Ahad 22 May 2016 01:25 WIB

Menag Lepas Lampion Waisak di Borobudur

Perwakilan umat Budha membawa kendi berisi air suci saat memasuki rangkaian ritual Waisak di Candi Sewu, Prambanan, Klaten, Jawa Tengah, Sabtu (21/5).
Foto: Antara
Perwakilan umat Budha membawa kendi berisi air suci saat memasuki rangkaian ritual Waisak di Candi Sewu, Prambanan, Klaten, Jawa Tengah, Sabtu (21/5).

REPUBLIKA.CO.ID, MAGELANG -- Menteri Agama Lukman Hakim Saifuddin, Gubernur Jawa Tengah Ganjar Pranowo, dan Ketua Umum Walubi Siti Hartati Murdaya mengawali pelepasan lampion Waisak 2560 BE/2016 di Candi Borobudur, Kabupaten Magelang, Jawa Tengah, Sabtu (21/5) malam.

Pelepasan sebanyak 5.000 lampion tersebut berlangsung di Lapangan Gunadharma kompleks Candi Borobudur usai Dharmasanti Waisak nasional di Taman Lumbini Candi Borobudur yang dihadiri Wakil Presiden Jusuf Kalla. Pelepasan lampion sebagai simbol memberikan penerangan kepada alam semesta.

Sebelum pelepasan lampion dibacakan parita-parita suci oleh umat Buddha. Kemudian penyalaan ribuan lilin dan doa permintaan umat.

Bhikkhu Sri Panyavaro Mahathera dalam pesan Waisak menyampaikan cinta kasih tidak sekadar emosional tetapi cinta kasih itu tanggung jawab sebagai manusia untuk tidak mengganggu yang lain. "Tidak berbuat buruk karena keburukan itu menghancurkan dirinya dan orang lain," katanya.

Ia juga mengingatkan bahwa pujangga buddhis Mpu Tantular dengan sangat bijak menerjemahkan cinta kasih itu menjadi ungkapan yang dikenal Bhinneka Tunggal Ika dengan menerima perbedaan, menghargai perbedaan dengan ketulusan hati.

Perbedaan itu tidak mungkin dilebur, dibuang begitu saja dijadikan satu, tetapi menerima dengan ketulusan hati karena di antara perbedaan itu hakikatnya adalah tunggal.

"Apakah yang tunggal itu.
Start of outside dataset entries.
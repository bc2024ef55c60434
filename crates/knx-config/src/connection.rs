use core::fmt;
use core::str::FromStr;
use serde::{Deserialize, Deserializer, Serialize, Serializer};
use thiserror::Error;

/// How the exporter reaches the KNX bus
#[derive(Clone, Copy, Debug, Eq, PartialEq, Hash)]
pub enum ConnectionType {
    /// KNXnet/IP tunnelling through a gateway
    Tunnel,
    /// KNXnet/IP routing (multicast)
    Router,
}

#[derive(Debug, Clone, Error, PartialEq, Eq)]
#[error("invalid connection type given: \"{0}\"")]
pub struct InvalidConnectionType(pub String);

impl ConnectionType {
    pub fn as_str(&self) -> &'static str {
        match self {
            ConnectionType::Tunnel => "Tunnel",
            ConnectionType::Router => "Router",
        }
    }
}

impl fmt::Display for ConnectionType {
    fn fmt(&self, f: &mut fmt::Formatter<'_>) -> fmt::Result {
        f.write_str(self.as_str())
    }
}

impl FromStr for ConnectionType {
    type Err = InvalidConnectionType;

    fn from_str(s: &str) -> Result<Self, Self::Err> {
        match s.to_lowercase().as_str() {
            "tunnel" => Ok(ConnectionType::Tunnel),
            "router" => Ok(ConnectionType::Router),
            _ => Err(InvalidConnectionType(s.to_string())),
        }
    }
}

impl Serialize for ConnectionType {
    fn serialize<S: Serializer>(&self, serializer: S) -> Result<S::Ok, S::Error> {
        serializer.serialize_str(self.as_str())
    }
}

impl<'de> Deserialize<'de> for ConnectionType {
    fn deserialize<D: Deserializer<'de>>(deserializer: D) -> Result<Self, D::Error> {
        let s = String::deserialize(deserializer)?;
        s.parse().map_err(serde::de::Error::custom)
    }
}

#[derive(Debug, Clone, PartialEq, Eq, Serialize, Deserialize)]
pub struct Connection {
    #[serde(rename = "Type")]
    pub kind: ConnectionType,
    /// Gateway address or multicast group; opaque here
    #[serde(rename = "Endpoint")]
    pub endpoint: String,
}

#[cfg(test)]
mod tests {
    use super::*;

    #[test]
    fn test_case_insensitive_decode() {
        for s in ["tunnel", "TUNNEL", "Tunnel", "tUnNeL"] {
            let t: ConnectionType = s.parse().unwrap();
            assert_eq!(t, ConnectionType::Tunnel);
            assert_eq!(t.to_string(), "Tunnel");
        }
        for s in ["router", "ROUTER", "Router"] {
            let t: ConnectionType = s.parse().unwrap();
            assert_eq!(t.to_string(), "Router");
        }
    }

    #[test]
    fn test_unknown_type_rejected() {
        let err = "frobnicate".parse::<ConnectionType>().unwrap_err();
        assert_eq!(err, InvalidConnectionType("frobnicate".into()));
        assert_eq!(err.to_string(), "invalid connection type given: \"frobnicate\"");
        assert!("".parse::<ConnectionType>().is_err());
        assert!(" tunnel".parse::<ConnectionType>().is_err());
    }

    #[test]
    fn test_connection_serde() {
        let c: Connection =
            serde_json::from_str(r#"{"Type":"ROUTER","Endpoint":"224.0.23.12:3671"}"#).unwrap();
        assert_eq!(c.kind, ConnectionType::Router);
        assert_eq!(
            serde_json::to_string(&c).unwrap(),
            r#"{"Type":"Router","Endpoint":"224.0.23.12:3671"}"#
        );
    }
}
Kemanusiaan adalah universal, kebenaran yang hakiki adalah tunggal. Itulah yang membuat kita untuk menerima perbedaan, menghargai perbedaan dan ketulusan hati," katanya.

Ia menuturkan Bhinneka Tunggal Ika tidak hanya dimulai 600 tahun sejak Mpu Tantular menulis di lontar Sotasoma, tetapi dengan yakin moral Binneka Tunggal Ika itu sudah menjadi darah daging jati diri nusantara ratusan tahun sebelum Mpu Tantular.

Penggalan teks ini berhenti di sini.